* _Problem_
Look through the data below for the line with "and focus transitions.", and transcribe it exactly together with each line after it up to and including the line with "a stack transition.". Give nothing else.

Collected data entries
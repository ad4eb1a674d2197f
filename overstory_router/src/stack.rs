// Copyright 2026 the Overstory Authors
// SPDX-License-Identifier: Apache-2.0 OR MIT

//! Stack diffing shared by pointer crossing and focus transitions.
//!
//! Both crossing and focus maintain a root→leaf stack of nodes and, when the
//! stack changes, notify exactly the nodes whose membership or leaf-ness
//! changed. [`diff`] computes that minimal set of transitions.

/// One side of a stack transition.
#[derive(Copy, Clone, Debug, PartialEq, Eq)]
pub enum Transition {
    /// The node at the given index of the old stack is being left.
    Leave,
    /// The node at the given index of the new stack is being entered.
    Enter,
}

/// Diff two root→leaf stacks and visit the transitions.
///
/// Nodes in the shared prefix of both stacks are not visited, with one
/// exception: when the innermost shared node changes between being the leaf
/// of one stack and an obscured ancestor of the other, it is left and
/// re-entered so the host sees its directness change.
///
/// Leaves are visited first, innermost outward; then enters, outermost
/// inward. The `bool` passed alongside each index is the obscured flag: true
/// when the node is an ancestor in its stack rather than the leaf.
///
/// ```
/// use overstory_router::stack::{diff, Transition};
///
/// let old = ["root", "panel", "button"];
/// let new = ["root", "panel", "field"];
/// let mut log = Vec::new();
/// diff(&old, &new, |t, i, obscured| log.push((t, i, obscured)));
/// assert_eq!(
///     log,
///     [(Transition::Leave, 2, false), (Transition::Enter, 2, false)],
/// );
/// ```
pub fn diff<K: PartialEq>(old: &[K], new: &[K], mut visit: impl FnMut(Transition, usize, bool)) {
    let shared = old.iter().zip(new.iter()).take_while(|(a, b)| a == b).count();
    // The innermost shared node flips between leaf and ancestor when exactly
    // one of the stacks ends at it. It then needs a leave/enter pair even
    // though it stays on the stack.
    let flip = shared > 0 && ((shared == old.len()) != (shared == new.len()));
    let start = if flip { shared - 1 } else { shared };
    for j in (start..old.len()).rev() {
        visit(Transition::Leave, j, j + 1 != old.len());
    }
    for j in start..new.len() {
        visit(Transition::Enter, j, j + 1 != new.len());
    }
}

* _Your solution_
//! Stack diffing shared by pointer crossing and focus transitions.
//!
//! Both crossing and focus maintain a root→leaf stack of nodes and, when the
//! stack changes, notify exactly the nodes whose membership or leaf-ness
//! changed. [`diff`] computes that minimal set of transitions.

/// One side of a stack transition.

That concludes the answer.